*Required action*: When a line below contains the string "snapshot", show that line.

*Given information*:
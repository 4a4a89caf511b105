//! # Catalog
//!
//! The catalog hands the planner two things: the current `InfoSchema`
//! snapshot and per-table statistics. It is behind a trait object so tests
//! and embedders can provide their own backing; `MemCatalog` is the in-memory
//! implementation used throughout.
//!
//! Statistics are keyed independently of the schema snapshot. That split is
//! what lets the advisor re-plan against a *shadow* schema while reusing the
//! very same statistics handles, so a virtual index is costed with the
//! statistics a real one would see.

use crate::schema::{InfoSchema, TableInfo};
use crate::stats::{load_stats_json, Statistics};
use std::collections::HashMap;
use std::path::Path;
use std::sync::{Arc, RwLock};

/// Catalog provides schema and statistics information.
pub trait Catalog: Send + Sync {
    fn schema(&self) -> Arc<InfoSchema>;
    fn table_stats(&self, db: &str, table: &str) -> Option<Statistics>;
}

/// In-memory catalog. Tables and statistics are keyed by `db.table`
/// (lowered); the schema snapshot is rebuilt on mutation.
pub struct MemCatalog {
    inner: RwLock<MemCatalogInner>,
}

struct MemCatalogInner {
    schema: Arc<InfoSchema>,
    stats: HashMap<String, Statistics>,
}

impl MemCatalog {
    pub fn new() -> Self {
        Self {
            inner: RwLock::new(MemCatalogInner {
                schema: Arc::new(InfoSchema::new(1)),
                stats: HashMap::new(),
            }),
        }
    }

    fn key(db: &str, table: &str) -> String {
        format!("{}.{}", db.to_lowercase(), table.to_lowercase())
    }

    pub fn add_table(&self, db: &str, table: TableInfo, stats: Statistics) {
        let mut inner = self.inner.write().expect("catalog lock poisoned");
        let key = Self::key(db, &table.name.lowered);
        let mut schema = (*inner.schema).clone();
        schema.add_table(db, table);
        inner.schema = Arc::new(schema);
        inner.stats.insert(key, stats);
    }

    /// Replace the statistics of an existing table (ANALYZE equivalent).
    pub fn set_stats(&self, db: &str, table: &str, stats: Statistics) {
        let mut inner = self.inner.write().expect("catalog lock poisoned");
        inner.stats.insert(Self::key(db, table), stats);
    }

    /// Load a statistics snapshot for one table from a JSON file.
    pub fn load_stats_file(&self, db: &str, path: &Path) -> std::io::Result<()> {
        let (table, stats) = load_stats_json(path)?;
        self.set_stats(db, &table, stats);
        Ok(())
    }
}

impl Default for MemCatalog {
    fn default() -> Self {
        Self::new()
    }
}

impl Catalog for MemCatalog {
    fn schema(&self) -> Arc<InfoSchema> {
        self.inner.read().expect("catalog lock poisoned").schema.clone()
    }

    fn table_stats(&self, db: &str, table: &str) -> Option<Statistics> {
        self.inner
            .read()
            .expect("catalog lock poisoned")
            .stats
            .get(&Self::key(db, table))
            .cloned()
    }
}

#[cfg(test)]
mod tests {
    use super::*;
    use crate::stats::ColumnStatistics;

    #[test]
    fn test_add_table_and_stats_lookup() {
        let catalog = MemCatalog::new();
        catalog.add_table(
            "test",
            TableInfo::new("T1", &["a", "b"]),
            Statistics::new(15.0).with_column("a", ColumnStatistics::new(15.0)),
        );
        assert!(catalog.schema().table_by_name("test", "t1").is_some());
        let stats = catalog.table_stats("TEST", "t1").unwrap();
        assert_eq!(stats.row_count, 15.0);
    }
}
//! # Result Streams
//!
//! Four per-session streams are appended to as the workload runs, one record
//! per statement, each prefixed with a fixed-width query counter:
//!
//! - `{key}_OCOST`:  original plan cost
//! - `{key}_OVCOST`: virtual plan cost
//! - `{key}_OINDEX`: the chosen virtual indexes
//! - `{key}_ORIGIN`: a combined summary record
//!
//! On finalization, `{key}_RESULT` is rewritten with the ranked candidates,
//! one record per candidate: `table: (c1,c2,...)    benefit`.

use crate::session::{CandidateIdx, VirtualIndex};
use std::fs::OpenOptions;
use std::io::Write;
use std::path::{Path, PathBuf};

/// Four-space field separator in the summary stream.
const SEP: &str = "    ";

#[derive(Debug, Clone)]
pub struct ReportSink {
    dir: PathBuf,
}

impl ReportSink {
    pub fn new(dir: impl Into<PathBuf>) -> std::io::Result<Self> {
        let dir = dir.into();
        std::fs::create_dir_all(&dir)?;
        Ok(Self { dir })
    }

    pub fn dir(&self) -> &Path {
        &self.dir
    }

    /// Append the per-statement records for one planning outcome.
    pub fn write_query_outcome(
        &self,
        key: &str,
        query_count: u64,
        original_cost: f64,
        virtual_cost: f64,
        indexes: &[VirtualIndex],
    ) -> std::io::Result<()> {
        let idx_info = build_index_output(indexes);
        self.append(
            &format!("{key}_OCOST"),
            &format!("{query_count:<10}{original_cost:.6}\n"),
        )?;
        self.append(
            &format!("{key}_OVCOST"),
            &format!("{query_count:<10}{virtual_cost:.6}\n"),
        )?;
        self.append(
            &format!("{key}_OINDEX"),
            &format!("{query_count:<10}{{{idx_info}}}\n"),
        )?;
        self.append(
            &format!("{key}_ORIGIN"),
            &format!(
                "{query_count:<10}{original_cost:.6}{SEP}{virtual_cost:.6}{SEP}{{{idx_info}}}\n"
            ),
        )
    }

    /// Rewrite the final ranked result for a session.
    pub fn write_final_result(
        &self,
        key: &str,
        ranked: &[CandidateIdx],
    ) -> std::io::Result<()> {
        let mut content = String::new();
        for candidate in ranked {
            let cols: Vec<&str> = candidate
                .index
                .index
                .columns
                .iter()
                .map(|c| c.name.lowered.as_str())
                .collect();
            content.push_str(&format!(
                "{}: ({}){SEP}{:.6}\n",
                candidate.index.table.lowered,
                cols.join(","),
                candidate.benefit
            ));
        }
        std::fs::write(self.dir.join(format!("{key}_RESULT")), content)
    }

    fn append(&self, file: &str, content: &str) -> std::io::Result<()> {
        let mut fd = OpenOptions::new()
            .create(true)
            .append(true)
            .open(self.dir.join(file))?;
        fd.write_all(content.as_bytes())
    }
}

/// Render chosen indexes as `(c1 c2) (c3) `, one parenthesized group per
/// index with columns space-joined; empty input renders as nothing.
pub fn build_index_output(indexes: &[VirtualIndex]) -> String {
    let mut out = String::new();
    for index in indexes {
        let cols: Vec<&str> = index
            .index
            .columns
            .iter()
            .map(|c| c.name.lowered.as_str())
            .collect();
        out.push_str(&format!("({}) ", cols.join(" ")));
    }
    out
}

*Answer section*:
//! snapshot and per-table statistics. It is behind a trait object so tests
//! Statistics are keyed independently of the schema snapshot. That split is
/// (lowered); the schema snapshot is rebuilt on mutation.
    /// Load a statistics snapshot for one table from a JSON file.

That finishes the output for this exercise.